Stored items

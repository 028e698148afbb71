//! Dance settings
//!
//! Already-resolved configuration values consumed by the controller. Loaded
//! from JSON; every field has a default so partial files are fine.

use std::path::Path;

use serde::{Deserialize, Serialize};

use crate::consts::{DEFAULT_MOVER, DEFAULT_SPINNER, MIN_FRAGMENT_INTERVAL_MS};
use crate::error::{DanceError, Result};

/// Tunables shared by the curve movers
#[derive(Debug, Clone, PartialEq, Serialize, Deserialize)]
#[serde(default)]
pub struct MoverSettings {
    /// Bezier control point reach, in previous-speed units
    pub bezier_aggressiveness: f32,
    /// Bezier reach when leaving or entering a hold, in tenths of the chord
    pub bezier_hold_aggressiveness: f32,
    /// Aggressive mover reach, in pixels per millisecond of transition
    pub aggressive_scale: f32,
    /// Flower control point angle from the chord (degrees)
    pub flower_angle_offset: f32,
    /// Flower control point reach as a fraction of the chord length
    pub flower_distance_mult: f32,
}

impl Default for MoverSettings {
    fn default() -> Self {
        Self {
            bezier_aggressiveness: 60.0,
            bezier_hold_aggressiveness: 3.0,
            aggressive_scale: 1.0,
            flower_angle_offset: 90.0,
            flower_distance_mult: 0.666,
        }
    }
}

/// Tunables for spin strategies
#[derive(Debug, Clone, PartialEq, Serialize, Deserialize)]
#[serde(default)]
pub struct SpinnerSettings {
    /// Distance from the zone centre (pixels)
    pub radius: f32,
    /// Full turns per second
    pub rotations_per_second: f32,
}

impl Default for SpinnerSettings {
    fn default() -> Self {
        Self {
            radius: 100.0,
            rotations_per_second: 5.0,
        }
    }
}

/// Cursor trail animation
#[derive(Debug, Clone, PartialEq, Serialize, Deserialize)]
#[serde(default)]
pub struct TrailSettings {
    /// Distance between laid trail points (pixels)
    pub spacing: f32,
    /// How long a trail point lives (milliseconds)
    pub lifetime_ms: f32,
    /// Hard cap on stored trail points
    pub max_points: usize,
}

impl Default for TrailSettings {
    fn default() -> Self {
        Self {
            spacing: 2.0,
            lifetime_ms: 250.0,
            max_points: 512,
        }
    }
}

/// Dance configuration
#[derive(Debug, Clone, PartialEq, Serialize, Deserialize)]
#[serde(default)]
pub struct DanceSettings {
    /// Number of cooperating cursors (tag play when > 1)
    pub tag: usize,
    /// Mover names, cycled by cursor index
    pub movers: Vec<String>,
    /// Spinner names, cycled by cursor index
    pub spinners: Vec<String>,
    /// Duplicate every spin zone onto every cursor
    pub spinners_together: bool,
    /// Fragment holds into points before distributing (tag only)
    pub tag_slider_dance: bool,
    /// Time between hold fragments (milliseconds)
    pub slider_fragment_interval: f64,

    pub mover: MoverSettings,
    pub spinner: SpinnerSettings,
    pub trail: TrailSettings,
}

impl Default for DanceSettings {
    fn default() -> Self {
        Self {
            tag: 1,
            movers: vec![DEFAULT_MOVER.to_string()],
            spinners: vec![DEFAULT_SPINNER.to_string()],
            spinners_together: true,
            tag_slider_dance: false,
            slider_fragment_interval: 50.0,

            mover: MoverSettings::default(),
            spinner: SpinnerSettings::default(),
            trail: TrailSettings::default(),
        }
    }
}

impl DanceSettings {
    /// Parse settings from a JSON string
    pub fn from_json(json: &str) -> Result<Self> {
        let settings: Self = serde_json::from_str(json)?;
        settings.validate()?;
        Ok(settings)
    }

    /// Load settings from a JSON file
    pub fn load(path: impl AsRef<Path>) -> Result<Self> {
        let json = std::fs::read_to_string(path.as_ref())?;
        let settings = Self::from_json(&json)?;
        log::info!("Loaded dance settings from {}", path.as_ref().display());
        Ok(settings)
    }

    /// Reject values the core cannot run with
    pub fn validate(&self) -> Result<()> {
        if self.tag == 0 {
            return Err(DanceError::invalid_settings("tag must be at least 1"));
        }
        let interval = self.slider_fragment_interval;
        if self.tag_slider_dance && (interval.is_nan() || interval < MIN_FRAGMENT_INTERVAL_MS) {
            return Err(DanceError::invalid_settings(format!(
                "slider_fragment_interval must be at least {MIN_FRAGMENT_INTERVAL_MS} ms"
            )));
        }
        if self.trail.spacing <= 0.0 {
            return Err(DanceError::invalid_settings("trail spacing must be positive"));
        }
        Ok(())
    }

    /// Mover name for a cursor (cycled, defaulted when the list is empty)
    pub fn mover_name(&self, cursor: usize) -> &str {
        cycled(&self.movers, cursor).unwrap_or(DEFAULT_MOVER)
    }

    /// Spinner name for a cursor (cycled, defaulted when the list is empty)
    pub fn spinner_name(&self, cursor: usize) -> &str {
        cycled(&self.spinners, cursor).unwrap_or(DEFAULT_SPINNER)
    }

    /// Whether hold fragmentation runs for this session
    pub fn dense_preprocessing(&self) -> bool {
        self.tag_slider_dance && self.tag > 1
    }
}

fn cycled(names: &[String], index: usize) -> Option<&str> {
    if names.is_empty() {
        None
    } else {
        Some(names[index % names.len()].as_str())
    }
}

PROBLEM TO WORK ON | Write the records out again. Keep every line exactly as it is.

SOLUTION FOR THIS EXERCISE |
repository 028e698148afbb71
//! Dance settings
//!
//! Already-resolved configuration values consumed by the controller. Loaded
//! from JSON; every field has a default so partial files are fine.

use std::path::Path;

use serde::{Deserialize, Serialize};

use crate::consts::{DEFAULT_MOVER, DEFAULT_SPINNER, MIN_FRAGMENT_INTERVAL_MS};
use crate::error::{DanceError, Result};

/// Tunables shared by the curve movers
#[derive(Debug, Clone, PartialEq, Serialize, Deserialize)]
#[serde(default)]
pub struct MoverSettings {
    /// Bezier control point reach, in previous-speed units
    pub bezier_aggressiveness: f32,
    /// Bezier reach when leaving or entering a hold, in tenths of the chord
    pub bezier_hold_aggressiveness: f32,
    /// Aggressive mover reach, in pixels per millisecond of transition
    pub aggressive_scale: f32,
    /// Flower control point angle from the chord (degrees)
    pub flower_angle_offset: f32,
    /// Flower control point reach as a fraction of the chord length
    pub flower_distance_mult: f32,
}

impl Default for MoverSettings {
    fn default() -> Self {
        Self {
            bezier_aggressiveness: 60.0,
            bezier_hold_aggressiveness: 3.0,
            aggressive_scale: 1.0,
            flower_angle_offset: 90.0,
            flower_distance_mult: 0.666,
        }
    }
}

/// Tunables for spin strategies
#[derive(Debug, Clone, PartialEq, Serialize, Deserialize)]
#[serde(default)]
pub struct SpinnerSettings {
    /// Distance from the zone centre (pixels)
    pub radius: f32,
    /// Full turns per second
    pub rotations_per_second: f32,
}

impl Default for SpinnerSettings {
    fn default() -> Self {
        Self {
            radius: 100.0,
            rotations_per_second: 5.0,
        }
    }
}

/// Cursor trail animation
#[derive(Debug, Clone, PartialEq, Serialize, Deserialize)]
#[serde(default)]
pub struct TrailSettings {
    /// Distance between laid trail points (pixels)
    pub spacing: f32,
    /// How long a trail point lives (milliseconds)
    pub lifetime_ms: f32,
    /// Hard cap on stored trail points
    pub max_points: usize,
}

impl Default for TrailSettings {
    fn default() -> Self {
        Self {
            spacing: 2.0,
            lifetime_ms: 250.0,
            max_points: 512,
        }
    }
}

/// Dance configuration
#[derive(Debug, Clone, PartialEq, Serialize, Deserialize)]
#[serde(default)]
pub struct DanceSettings {
    /// Number of cooperating cursors (tag play when > 1)
    pub tag: usize,
    /// Mover names, cycled by cursor index
    pub movers: Vec<String>,
    /// Spinner names, cycled by cursor index
    pub spinners: Vec<String>,
    /// Duplicate every spin zone onto every cursor
    pub spinners_together: bool,
    /// Fragment holds into points before distributing (tag only)
    pub tag_slider_dance: bool,
    /// Time between hold fragments (milliseconds)
    pub slider_fragment_interval: f64,

    pub mover: MoverSettings,
    pub spinner: SpinnerSettings,
    pub trail: TrailSettings,
}

impl Default for DanceSettings {
    fn default() -> Self {
        Self {
            tag: 1,
            movers: vec![DEFAULT_MOVER.to_string()],
            spinners: vec![DEFAULT_SPINNER.to_string()],
            spinners_together: true,
            tag_slider_dance: false,
            slider_fragment_interval: 50.0,

            mover: MoverSettings::default(),
            spinner: SpinnerSettings::default(),
            trail: TrailSettings::default(),
        }
    }
}

impl DanceSettings {
    /// Parse settings from a JSON string
    pub fn from_json(json: &str) -> Result<Self> {
        let settings: Self = serde_json::from_str(json)?;
        settings.validate()?;
        Ok(settings)
    }

    /// Load settings from a JSON file
    pub fn load(path: impl AsRef<Path>) -> Result<Self> {
        let json = std::fs::read_to_string(path.as_ref())?;
        let settings = Self::from_json(&json)?;
        log::info!("Loaded dance settings from {}", path.as_ref().display());
        Ok(settings)
    }

    /// Reject values the core cannot run with
    pub fn validate(&self) -> Result<()> {
        if self.tag == 0 {
            return Err(DanceError::invalid_settings("tag must be at least 1"));
        }
        let interval = self.slider_fragment_interval;
        if self.tag_slider_dance && (interval.is_nan() || interval < MIN_FRAGMENT_INTERVAL_MS) {
            return Err(DanceError::invalid_settings(format!(
                "slider_fragment_interval must be at least {MIN_FRAGMENT_INTERVAL_MS} ms"
            )));
        }
        if self.trail.spacing <= 0.0 {
            return Err(DanceError::invalid_settings("trail spacing must be positive"));
        }
        Ok(())
    }

    /// Mover name for a cursor (cycled, defaulted when the list is empty)
    pub fn mover_name(&self, cursor: usize) -> &str {
        cycled(&self.movers, cursor).unwrap_or(DEFAULT_MOVER)
    }

    /// Spinner name for a cursor (cycled, defaulted when the list is empty)
    pub fn spinner_name(&self, cursor: usize) -> &str {
        cycled(&self.spinners, cursor).unwrap_or(DEFAULT_SPINNER)
    }

    /// Whether hold fragmentation runs for this session
    pub fn dense_preprocessing(&self) -> bool {
        self.tag_slider_dance && self.tag > 1
    }
}

fn cycled(names: &[String], index: usize) -> Option<&str> {
    if names.is_empty() {
        None
    } else {
        Some(names[index % names.len()].as_str())
    }
}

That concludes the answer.